Ma è ora, non vogliamo trovare traffico in autostrada, tutto è pronto, le valige sono già in macchina. Mancano solo i cani, che ancora gironzolano qua e là. Salutiamo chi ci ha accolto sempre amichevolmente, aspettiamo anche i più riottosi a lasciar quel luogo, e ci apprestiamo a metterci in viaggio.

E’ Lizzy che ogni volta fa storie: non ne vuol proprio sapere di lasciare colline da valicare in libertà h.24 con sua sorella al seguito (ma anche senza, va bene lo stesso, l’importante è andare!). La città è ben altra cosa, ahimè, e lei, da cane che ha vissuto libero arrangiandosi magnificamente, lo sa benissimo. Qui ogni volta ritrova il suo habitat ideale, la vedo rifiorire. Non certo per voglia di stare lontana da noi (a distanza di un anno noi siamo a tutti gli effetti la sua nuova famiglia e sono certa che non sceglierebbe al momento nessun altro che noi!) ma perché nel suo concetto di “famiglia” non sono comprese le porte chiuse, i guinzagli… Tutte quelle assurde regole che di fatto impediscono a un cane la possibilità di scegliere e così facendo, alla lunga ne spengono anche il pensiero, le capacità di ragionare e prendere le decisioni giuste nei vari contesti. Lizzy detesta i marciapiedi sempre troppo stretti e affollati di ruote, fanali, gambe e cappelli che si muovono senza un senso logico e comprensibile. Tutto troppo veloce, tutto senza chiedere permesso, senza possibilità di riflettere o di scappare lontano. Quando tutto si muove in modo così minaccioso, puntando dritto verso di te per poi sfilarti di pochi centimetri senza darti nemmeno il tempo di capire cosa è stato e perché, e già qualcun altro è in arrivo e di nuovo ti viene incontro! E niente…tu ci provi, ma dentro di te vorresti solo uccidere chiunque si avvicini di nuovo.

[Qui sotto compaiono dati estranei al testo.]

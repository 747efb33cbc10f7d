//! Logging initialisation.
//!
//! Uses `tracing-subscriber` with an `EnvFilter` read from `RUST_LOG`
//! (default `info`). Per-row decisions are logged at `debug`.
//!
//! ```no_run
//! benefit_eligibility::logging::init();
//! ```

use tracing_subscriber::{EnvFilter, fmt};

/// Installs the global subscriber for the binary.
pub fn init() {
    let filter = EnvFilter::try_from_default_env().unwrap_or_else(|_| EnvFilter::new("info"));

    fmt()
        .with_env_filter(filter)
        .with_target(true)
        .with_line_number(true)
        .with_writer(std::io::stderr)
        .init();
}

/// Installs a verbose subscriber that writes through the test harness.
///
/// Safe to call from several tests; only the first call takes effect.
pub fn init_test() {
    let _ = fmt()
        .with_env_filter(EnvFilter::new("debug"))
        .with_test_writer()
        .try_init();
}
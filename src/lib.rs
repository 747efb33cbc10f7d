//! Benefit Eligibility Engine
//!
//! This crate decides, for every employee in a roster, whether they receive a
//! periodic benefit-point payout as of a reference date. Each row is
//! classified as eligible, needs-review, or excluded by a fixed, ordered rule
//! set, and the non-excluded rows are exported.

#![warn(missing_docs)]

pub mod api;
pub mod config;
pub mod eligibility;
pub mod error;
pub mod logging;
pub mod models;
pub mod tabular;
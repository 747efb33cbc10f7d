//! Eligibility classification for the Benefit Eligibility Engine.
//!
//! This module contains the classification pipeline: date normalization,
//! the batch-wide name frequency table, per-row rule evaluation, and the
//! output projection. [`classify_batch`] runs all four stages in order.

mod classifier;
mod name_frequency;
mod normalizer;
mod projection;

pub use classifier::{ClassificationContext, classify_record};
pub use name_frequency::NameFrequencyTable;
pub use normalizer::{normalize_date_cell, normalize_date_columns, parse_date};
pub use projection::project_retained;

use std::time::Instant;

use chrono::{NaiveDate, Utc};
use tracing::{debug, info};
use uuid::Uuid;

use crate::config::columns;
use crate::error::EngineResult;
use crate::models::{ClassificationReport, ColumnLayout, DispositionSummary, RawTable};

/// Version string stamped on every report.
pub const ENGINE_VERSION: &str = env!("CARGO_PKG_VERSION");

/// Runs one classification pass over a roster.
///
/// The stages run in order: resolve the required columns, coerce the date
/// columns, count names across the batch, classify every row, and keep the
/// non-excluded rows in input order.
///
/// # Errors
///
/// Returns [`crate::error::EngineError::MissingColumns`] naming every
/// required column absent from the header, and
/// [`crate::error::EngineError::InvalidReferenceDate`] if the tenure
/// window cannot be computed. Malformed date cells are not errors.
///
/// # Example
///
/// ```
/// use benefit_eligibility::eligibility::classify_batch;
/// use benefit_eligibility::models::{required_header, RawTable};
/// use chrono::NaiveDate;
///
/// let table = RawTable::new(required_header());
/// let report = classify_batch(table, NaiveDate::from_ymd_opt(2025, 4, 3).unwrap()).unwrap();
/// assert!(report.records.is_empty());
/// ```
pub fn classify_batch(table: RawTable, reference_date: NaiveDate) -> EngineResult<ClassificationReport> {
    let start_time = Instant::now();

    let layout = ColumnLayout::resolve(&table)?;
    let context = ClassificationContext::new(reference_date)?;

    let table = normalize_date_columns(table, &columns::DATE_COLUMNS);
    let frequencies = NameFrequencyTable::build(&table, layout.english_name_column());

    let mut summary = DispositionSummary::default();
    let classified: Vec<_> = layout
        .records(&table)
        .enumerate()
        .map(|(row, record)| {
            let disposition = classify_record(&record, &context, &frequencies);
            debug!(
                row,
                employee_id = record.employee_id.as_deref().unwrap_or_default(),
                disposition = %disposition,
                "Row classified"
            );
            summary.record(disposition);
            (record, disposition)
        })
        .collect();

    let records = project_retained(classified);

    info!(
        reference_date = %reference_date,
        tenure_threshold = %context.tenure_threshold(),
        rows = summary.total,
        eligible = summary.eligible,
        needs_review = summary.needs_review,
        excluded = summary.excluded,
        duplicated_names = frequencies.duplicated_names(),
        duration_us = start_time.elapsed().as_micros(),
        "Classification completed"
    );

    Ok(ClassificationReport {
        run_id: Uuid::new_v4(),
        generated_at: Utc::now(),
        engine_version: ENGINE_VERSION.to_string(),
        reference_date,
        tenure_threshold: context.tenure_threshold(),
        records,
        summary,
    })
}

#[cfg(test)]
mod tests {
    use super::*;
    use crate::error::EngineError;
    use crate::models::{Cell, Disposition, required_header};

    fn date(y: i32, m: u32, d: u32) -> NaiveDate {
        NaiveDate::from_ymd_opt(y, m, d).unwrap()
    }

    /// Builds a row in `required_header()` order from text values.
    fn row(
        id: &str,
        internal_name: &str,
        english_name: &str,
        status: &str,
        position: &str,
        hire: &str,
        termination: &str,
    ) -> Vec<Cell> {
        vec![
            Cell::text(id),
            Cell::text(format!("직원{id}")),
            Cell::text(internal_name),
            Cell::text(english_name),
            Cell::text(status),
            Cell::text(position),
            Cell::text(hire),
            Cell::text(termination),
        ]
    }

    fn table(rows: Vec<Vec<Cell>>) -> RawTable {
        let mut table = RawTable::new(required_header());
        for cells in rows {
            table.push_row(cells);
        }
        table
    }

    #[test]
    fn test_empty_table_yields_empty_report() {
        let report = classify_batch(table(vec![]), date(2025, 4, 3)).unwrap();

        assert!(report.records.is_empty());
        assert_eq!(report.summary, DispositionSummary::default());
        assert_eq!(report.tenure_threshold, date(2025, 1, 3));
        assert_eq!(report.engine_version, ENGINE_VERSION);
    }

    #[test]
    fn test_missing_columns_abort_the_run() {
        let mut headers = required_header();
        headers.retain(|h| h != "영문이름" && h != "퇴직일");
        let result = classify_batch(RawTable::new(headers), date(2025, 4, 3));

        match result {
            Err(EngineError::MissingColumns { columns }) => {
                assert_eq!(columns, vec!["영문이름", "퇴직일"]);
            }
            _ => panic!("Expected MissingColumns error"),
        }
    }

    #[test]
    fn test_textual_dates_are_normalized_before_classification() {
        crate::logging::init_test();

        let report = classify_batch(
            table(vec![
                row("1", "Alice.Lee", "Alice.Lee", "재직", "Engineer", "2024/09/01", ""),
                row("2", "Min.Park", "Min.Park", "재직", "Engineer", "2020-01-01", "2025.03.01"),
            ]),
            date(2025, 4, 3),
        )
        .unwrap();

        assert_eq!(report.records.len(), 2);
        assert_eq!(report.records[0].hire_date, Some(date(2024, 9, 1)));
        assert_eq!(report.records[0].disposition, Disposition::Eligible);
        assert_eq!(report.records[1].disposition, Disposition::NeedsReview);
    }

    #[test]
    fn test_malformed_hire_date_is_excluded_not_fatal() {
        let report = classify_batch(
            table(vec![row("1", "Alice.Lee", "Alice.Lee", "재직", "Engineer", "미정", "")]),
            date(2025, 4, 3),
        )
        .unwrap();

        assert!(report.records.is_empty());
        assert_eq!(report.summary.excluded, 1);
    }

    #[test]
    fn test_malformed_termination_date_falls_through_to_other_rules() {
        let report = classify_batch(
            table(vec![row("1", "Alice.Lee", "Alice.Lee", "재직", "Engineer", "2020-01-01", "??")]),
            date(2025, 4, 3),
        )
        .unwrap();

        assert_eq!(report.records[0].disposition, Disposition::Eligible);
    }

    #[test]
    fn test_duplicates_counted_over_english_name_column() {
        let report = classify_batch(
            table(vec![
                row("1", "Alice.Lee", "Alice.Lee", "재직", "Engineer", "2020-01-01", ""),
                row("2", "Alice.Lee", "Alice.Lee", "재직", "Engineer", "2021-01-01", ""),
                row("3", "Min.Park", "Min Park", "재직", "Engineer", "2020-01-01", ""),
                row("4", "Min.Park", "Min Park", "재직", "Engineer", "2020-01-01", ""),
            ]),
            date(2025, 4, 3),
        )
        .unwrap();

        // Both Alice rows are excluded; the Min rows never match their own english name.
        let ids: Vec<_> = report
            .records
            .iter()
            .map(|r| r.employee_id.as_deref().unwrap())
            .collect();
        assert_eq!(ids, vec!["3", "4"]);
        assert_eq!(report.summary.excluded, 2);
    }

    #[test]
    fn test_summary_covers_every_row() {
        let report = classify_batch(
            table(vec![
                row("1", "Alice.Lee", "Alice.Lee", "재직", "Engineer", "2020-01-01", ""),
                row("2", "Min.Park", "Min.Park", "퇴직", "Engineer", "2020-01-01", "2024-12-31"),
                row("3", "Jin.Choi", "Jin.Choi", "재직", "Engineer", "2020-01-01", "2025-01-31"),
            ]),
            date(2025, 4, 3),
        )
        .unwrap();

        assert_eq!(report.summary.total, 3);
        assert_eq!(report.summary.eligible, 1);
        assert_eq!(report.summary.needs_review, 1);
        assert_eq!(report.summary.excluded, 1);
        assert_eq!(report.summary.retained(), report.records.len());
    }
}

Anzi, forse primo tra tutti, proprio colui che ti tiene legato per il collo e ti costringe a stare lì, senza poter fuggire via, per rifugiarsi in un anfratto al sicuro, dove essere invisibile. (Senza contare che chi tiene l’altro capo della corda spesso si innervosisce e proprio contro di te! Un paradosso. Una cosa veramente impossibile da comprendere..).

A quel punto a un cane resta ben poca scelta: o ribellarsi, diventare un cane “pericoloso” che mostra i denti per urlare il suo No! costi quel che costi, o rassegnarsi a un non senso in cui affondare lentamente e morire. Quanti cani morti dentro, a passeggio in luoghi a loro totalmente alieni e alienanti.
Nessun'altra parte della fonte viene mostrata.